Howard Chu wrote:
Hallvard B Furuseth wrote:
Then I'll at least reduce pool_wrapper a bit.
Done. Noticed a few other things underway:
- slapd does not set ltp_max_pending, we could drop it or add some slapd.conf option to set it. Or make it ltp_max_tasks instead, then the test in _submit() can be moved inside the branch which mallocs a new task. (The freelist size will enforce the limit.)

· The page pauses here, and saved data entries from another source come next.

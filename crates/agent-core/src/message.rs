//! Conversation Messages
//!
//! Standard message format used across the agent system. A session history
//! only ever carries user and assistant messages; system and tool messages
//! live in the per-turn scratch conversation built by the agent.

use serde::{Deserialize, Serialize};
use chrono::{DateTime, Utc};

use crate::tool::ToolCall;

/// Role of a message sender
#[derive(Clone, Debug, PartialEq, Eq, Serialize, Deserialize)]
#[serde(rename_all = "lowercase")]
pub enum Role {
    /// System prompt/instructions
    System,
    /// User input
    User,
    /// Assistant (LLM) response
    Assistant,
    /// Tool result (injected as context)
    Tool,
}

impl std::fmt::Display for Role {
    fn fmt(&self, f: &mut std::fmt::Formatter<'_>) -> std::fmt::Result {
        match self {
            Role::System => write!(f, "system"),
            Role::User => write!(f, "user"),
            Role::Assistant => write!(f, "assistant"),
            Role::Tool => write!(f, "tool"),
        }
    }
}

/// A single message in a conversation
#[derive(Clone, Debug, Serialize, Deserialize)]
pub struct Message {
    /// Message role
    pub role: Role,

    /// Text content
    pub content: String,

    /// Timestamp
    #[serde(default = "Utc::now")]
    pub timestamp: DateTime<Utc>,

    /// Optional metadata
    #[serde(skip_serializing_if = "Option::is_none")]
    pub metadata: Option<MessageMetadata>,
}

/// Additional message metadata
#[derive(Clone, Debug, Default, Serialize, Deserialize)]
pub struct MessageMetadata {
    /// Token count (if known)
    #[serde(skip_serializing_if = "Option::is_none")]
    pub tokens: Option<u32>,

    /// Tool call ID (for tool messages)
    #[serde(skip_serializing_if = "Option::is_none")]
    pub tool_call_id: Option<String>,

    /// Tool name (for tool messages)
    #[serde(skip_serializing_if = "Option::is_none")]
    pub tool_name: Option<String>,

    /// Native tool calls requested by the model (for assistant messages)
    #[serde(default, skip_serializing_if = "Vec::is_empty")]
    pub tool_calls: Vec<ToolCall>,

    /// Model that generated this (for assistant messages)
    #[serde(skip_serializing_if = "Option::is_none")]
    pub model: Option<String>,
}

impl Message {
    /// Create a new message
    pub fn new(role: Role, content: impl Into<String>) -> Self {
        Self {
            role,
            content: content.into(),
            timestamp: Utc::now(),
            metadata: None,
        }
    }

    /// Create a system message
    pub fn system(content: impl Into<String>) -> Self {
        Self::new(Role::System, content)
    }

    /// Create a user message
    pub fn user(content: impl Into<String>) -> Self {
        Self::new(Role::User, content)
    }

    /// Create an assistant message
    pub fn assistant(content: impl Into<String>) -> Self {
        Self::new(Role::Assistant, content)
    }

    /// Create an assistant message that requests native tool calls
    pub fn assistant_tool_calls(content: impl Into<String>, calls: Vec<ToolCall>) -> Self {
        let mut msg = Self::new(Role::Assistant, content);
        msg.metadata = Some(MessageMetadata {
            tool_calls: calls,
            ..Default::default()
        });
        msg
    }

    /// Create a tool result message
    pub fn tool(
        content: impl Into<String>,
        tool_name: impl Into<String>,
        tool_call_id: Option<String>,
    ) -> Self {
        let mut msg = Self::new(Role::Tool, content);
        msg.metadata = Some(MessageMetadata {
            tool_call_id,
            tool_name: Some(tool_name.into()),
            ..Default::default()
        });
        msg
    }

    /// Record the model that produced this message
    pub fn with_model(mut self, model: impl Into<String>) -> Self {
        self.metadata.get_or_insert_with(MessageMetadata::default).model = Some(model.into());
        self
    }

    /// Native tool calls carried by this message, if any
    pub fn tool_calls(&self) -> &[ToolCall] {
        self.metadata
            .as_ref()
            .map(|m| m.tool_calls.as_slice())
            .unwrap_or_default()
    }

    /// Tool name for tool result messages
    pub fn tool_name(&self) -> Option<&str> {
        self.metadata.as_ref().and_then(|m| m.tool_name.as_deref())
    }
}

/// Ordered, append-only conversation history
#[derive(Clone, Debug, Default, Serialize, Deserialize)]
pub struct Conversation {
    messages: Vec<Message>,
}

impl Conversation {
    pub fn new() -> Self {
        Self::default()
    }

    pub fn with_system_prompt(prompt: impl Into<String>) -> Self {
        let mut conv = Self::new();
        conv.push(Message::system(prompt));
        conv
    }

    /// Add a message
    pub fn push(&mut self, message: Message) {
        self.messages.push(message);
    }

    /// Append a batch of messages, preserving their order
    pub fn extend(&mut self, messages: impl IntoIterator<Item = Message>) {
        self.messages.extend(messages);
    }

    /// Get all messages
    pub fn messages(&self) -> &[Message] {
        &self.messages
    }

    /// Get the last message
    pub fn last(&self) -> Option<&Message> {
        self.messages.last()
    }

    /// Drop every message
    pub fn clear(&mut self) {
        self.messages.clear();
    }

    /// Number of messages
    pub fn len(&self) -> usize {
        self.messages.len()
    }

    /// Check if empty
    pub fn is_empty(&self) -> bool {
        self.messages.is_empty()
    }
}

#[cfg(test)]
mod tests {
    use super::*;
    use std::collections::HashMap;

    #[test]
    fn test_message_creation() {
        let msg = Message::user("Hello");
        assert_eq!(msg.role, Role::User);
        assert_eq!(msg.content, "Hello");
        assert!(msg.tool_calls().is_empty());
    }

    #[test]
    fn test_conversation() {
        let mut conv = Conversation::with_system_prompt("You are helpful.");
        conv.push(Message::user("Hi"));
        conv.push(Message::assistant("Hello!"));

        assert_eq!(conv.len(), 3);
        assert!(conv.last().unwrap().role == Role::Assistant);
    }

    #[test]
    fn test_tool_message_metadata() {
        let msg = Message::tool("GLD: $215.10", "get_gold_price", Some("call-1".into()));
        assert_eq!(msg.role, Role::Tool);
        assert_eq!(msg.tool_name(), Some("get_gold_price"));
        assert_eq!(
            msg.metadata.unwrap().tool_call_id.as_deref(),
            Some("call-1")
        );
    }

    #[test]
    fn test_assistant_tool_calls_roundtrip_through_json() {
        let call = ToolCall {
            name: "get_stock_price".into(),
            arguments: HashMap::from([("ticker_symbol".into(), serde_json::json!("BBCA.JK"))]),
            id: Some("c1".into()),
        };
        let msg = Message::assistant_tool_calls("", vec![call]).with_model("gemini-2.5-flash");
        let json = serde_json::to_string(&msg).unwrap();
        let back: Message = serde_json::from_str(&json).unwrap();
        assert_eq!(back.tool_calls().len(), 1);
        assert_eq!(back.tool_calls()[0].name, "get_stock_price");
        assert_eq!(back.metadata.unwrap().model.as_deref(), Some("gemini-2.5-flash"));
    }
}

- It's slightly less work to maintain number of pending + active tasks than number of pending tasks, or for that matter a count which reduces the "paused or create new thread?" test to a single compare, but if _submit() grows smarter it may need to undo that. (That's the change I thought was best to delay for now.)

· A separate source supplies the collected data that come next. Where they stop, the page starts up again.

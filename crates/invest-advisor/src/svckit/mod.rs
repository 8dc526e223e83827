//! Service Kit - Agent Tools
//!
//! The four data lookups the advisor may call. Every tool answers with a
//! `ToolResult`; adapter failures become `Error: ...` text.

mod web_search;
mod stock_price;
mod crypto_price;
mod gold_price;

pub use web_search::WebSearchTool;
pub use stock_price::StockPriceTool;
pub use crypto_price::CryptoPriceTool;
pub use gold_price::GoldPriceTool;
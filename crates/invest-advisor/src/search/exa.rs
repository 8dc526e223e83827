//! Exa search client

use std::time::Duration;

use async_trait::async_trait;
use reqwest::Client;
use serde::{Deserialize, Serialize};

use super::{SearchOptions, SearchProvider};
use crate::error::{AdvisorError, Result};
use crate::model::SearchHit;

const DEFAULT_BASE_URL: &str = "https://api.exa.ai";

/// Exa client configuration
#[derive(Clone)]
pub struct ExaConfig {
    pub api_key: String,
    pub base_url: String,
    pub timeout_secs: u64,
}

impl std::fmt::Debug for ExaConfig {
    fn fmt(&self, f: &mut std::fmt::Formatter<'_>) -> std::fmt::Result {
        f.debug_struct("ExaConfig")
            .field("api_key", &"<redacted>")
            .field("base_url", &self.base_url)
            .field("timeout_secs", &self.timeout_secs)
            .finish()
    }
}

impl ExaConfig {
    pub fn new(api_key: impl Into<String>) -> Self {
        Self {
            api_key: api_key.into(),
            base_url: DEFAULT_BASE_URL.into(),
            timeout_secs: 30,
        }
    }

    /// Read `EXA_API_KEY` (required) and `EXA_BASE_URL` (optional)
    pub fn from_env() -> Result<Self> {
        let api_key = std::env::var("EXA_API_KEY")
            .ok()
            .filter(|k| !k.trim().is_empty())
            .ok_or_else(|| AdvisorError::Config("EXA_API_KEY is not set".into()))?;

        let mut config = Self::new(api_key.trim());
        if let Ok(url) = std::env::var("EXA_BASE_URL") {
            config.base_url = url.trim_end_matches('/').to_string();
        }
        Ok(config)
    }
}

/// Exa `/search` client returning page text with each hit
pub struct ExaSearchClient {
    client: Client,
    config: ExaConfig,
}

impl ExaSearchClient {
    pub fn new(config: ExaConfig) -> Result<Self> {
        if config.api_key.trim().is_empty() {
            return Err(AdvisorError::Config("Exa API key is empty".into()));
        }

        let client = Client::builder()
            .timeout(Duration::from_secs(config.timeout_secs))
            .build()?;

        Ok(Self { client, config })
    }

    fn request_body<'a>(query: &'a str, options: &SearchOptions) -> SearchRequest<'a> {
        SearchRequest {
            query,
            search_type: "auto",
            num_results: options.num_results,
            contents: Contents {
                text: TextOptions {
                    max_characters: options.max_characters,
                },
            },
        }
    }
}

#[async_trait]
impl SearchProvider for ExaSearchClient {
    async fn search(&self, query: &str, options: &SearchOptions) -> Result<Vec<SearchHit>> {
        let url = format!("{}/search", self.config.base_url);

        let response = self.client
            .post(&url)
            .header("x-api-key", &self.config.api_key)
            .json(&Self::request_body(query, options))
            .send()
            .await?;

        let status = response.status();
        if !status.is_success() {
            let body = response.text().await.unwrap_or_default();
            tracing::warn!("Exa search failed {}: {}", status, body);
            return Err(AdvisorError::Search(format!(
                "{}: {}",
                status,
                body.chars().take(200).collect::<String>()
            )));
        }

        let parsed: SearchResponse = response.json().await?;

        let hits = parsed
            .results
            .into_iter()
            .map(|r| SearchHit {
                title: r.title.unwrap_or_default(),
                url: r.url,
                text: r.text.unwrap_or_default(),
                published_date: r.published_date,
            })
            .collect();

        Ok(options.apply(hits))
    }

    fn name(&self) -> &str {
        "Exa"
    }
}

#[derive(Debug, Serialize)]
#[serde(rename_all = "camelCase")]
struct SearchRequest<'a> {
    query: &'a str,
    #[serde(rename = "type")]
    search_type: &'static str,
    num_results: usize,
    contents: Contents,
}

#[derive(Debug, Serialize)]
struct Contents {
    text: TextOptions,
}

#[derive(Debug, Serialize)]
#[serde(rename_all = "camelCase")]
struct TextOptions {
    max_characters: usize,
}

#[derive(Debug, Deserialize)]
struct SearchResponse {
    #[serde(default)]
    results: Vec<SearchResult>,
}

#[derive(Debug, Deserialize)]
#[serde(rename_all = "camelCase")]
struct SearchResult {
    title: Option<String>,
    url: String,
    text: Option<String>,
    published_date: Option<String>,
}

- Unless pool_purgekey() gets called from the main thread and expects to update other threads (I have no idea), we can kill thread_keys[] now and support multiple pools. Is that useful?

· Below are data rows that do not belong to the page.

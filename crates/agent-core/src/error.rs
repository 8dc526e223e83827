//! Error Types

use std::time::Duration;

use thiserror::Error;

/// Result type alias for agent operations
pub type Result<T> = std::result::Result<T, AgentError>;

/// Agent error types
#[derive(Error, Debug)]
pub enum AgentError {
    /// LLM provider error
    #[error("Provider error: {0}")]
    Provider(String),

    /// Provider unavailable or not responding
    #[error("Provider unavailable: {0}")]
    ProviderUnavailable(String),

    /// Tool not found in registry
    #[error("Tool not found: {0}")]
    ToolNotFound(String),

    /// Tool validation failed
    #[error("Tool validation error: {0}")]
    ToolValidation(String),

    /// Maximum iterations reached in reasoning loop
    #[error("Maximum iterations ({0}) reached")]
    MaxIterations(usize),

    /// The whole turn exceeded its time budget
    #[error("Turn timed out after {0:?}")]
    Timeout(Duration),

    /// Parse error (e.g., tool call parsing)
    #[error("Parse error: {0}")]
    Parse(String),

    /// Session error
    #[error("Session error: {0}")]
    Session(String),

    /// Configuration error
    #[error("Configuration error: {0}")]
    Config(String),

    /// Rate limited
    #[error("Rate limited: {0}")]
    RateLimited(String),

    /// Authentication failed
    #[error("Authentication failed: {0}")]
    Auth(String),

    /// Generic IO error
    #[error("IO error: {0}")]
    Io(#[from] std::io::Error),

    /// JSON serialization error
    #[error("JSON error: {0}")]
    Json(#[from] serde_json::Error),

    /// Other/unknown error
    #[error("{0}")]
    Other(String),
}

impl AgentError {
    /// Check if error is retryable
    pub fn is_retryable(&self) -> bool {
        matches!(
            self,
            AgentError::ProviderUnavailable(_)
                | AgentError::RateLimited(_)
                | AgentError::Timeout(_)
                | AgentError::Io(_)
        )
    }

    /// Convert to a user-friendly message
    pub fn user_message(&self) -> String {
        match self {
            AgentError::Provider(msg) => format!("The AI service encountered an error: {}", msg),
            AgentError::ProviderUnavailable(_) => "The AI service is currently unavailable. Please try again.".into(),
            AgentError::ToolNotFound(name) => format!("The tool '{}' is not available.", name),
            AgentError::ToolValidation(msg) => format!("Invalid tool input: {}", msg),
            AgentError::MaxIterations(_) => "The request took too many steps to process. Please try again.".into(),
            AgentError::Timeout(_) => "The assistant took too long to answer. Please send your message again.".into(),
            AgentError::Session(msg) => msg.clone(),
            AgentError::Config(msg) => format!("The assistant is not configured correctly: {}", msg),
            AgentError::RateLimited(_) => "The AI service quota was reached. Please wait a moment.".into(),
            AgentError::Auth(_) => "Authentication with the AI service failed. Please check the API key.".into(),
            _ => "An unexpected error occurred.".into(),
        }
    }
}

impl From<anyhow::Error> for AgentError {
    fn from(err: anyhow::Error) -> Self {
        AgentError::Other(err.to_string())
    }
}

#[cfg(test)]
mod tests {
    use super::*;

    #[test]
    fn test_retryable_classification() {
        assert!(AgentError::RateLimited("quota".into()).is_retryable());
        assert!(AgentError::Timeout(Duration::from_secs(120)).is_retryable());
        assert!(!AgentError::Auth("bad key".into()).is_retryable());
        assert!(!AgentError::Config("missing".into()).is_retryable());
    }

    #[test]
    fn test_timeout_keeps_sub_second_budget() {
        let err = AgentError::Timeout(Duration::from_millis(50));
        assert_eq!(err.to_string(), "Turn timed out after 50ms");
    }

    #[test]
    fn test_session_message_passes_through() {
        let err = AgentError::Session("Message must not be empty".into());
        assert_eq!(err.user_message(), "Message must not be empty");
    }
}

Replace thread_keys[] with: a circular list with prev/next pointers in the thread contexts, a pool->ltp_ctx_list which points to one of them, and a pool_context() call in pool_purgekey() to get at the list.
(...) a single shared resource like this [ltp_mutex] is just a really bad idea.
True enough. Still, slapd has a lot of mutexes. Should perhaps check if this one stands out before rearraning scheduling around it.
Using back-null makes this fairly clear. There are no globally shared mutexes in the connection manager at all, so this is the only remaining culprit.
After grepping around a bit I'm not sure what you mean. There are several other singled shared mutexes which seem to be frequently used. I'm far from sure of all of these, but here are some in slapd:
attr.c: attr_mutex, for attr_alloc() and attrs_alloc(). daemon.c: slap_daemon.sd_mutex via slapd_<set/clr>_<read/write>() and in slapd_daemon_task(). daemon.c: slapd_rq.rq_mutex? operation.c: slap_op_mutex, for slap_op_time(). gmtime_mutex if !HAVE_GMTIME_R, per connection in back-monitor at least. slap_get_csn() does not #ifndef HAVE_GMTIME_R, should it?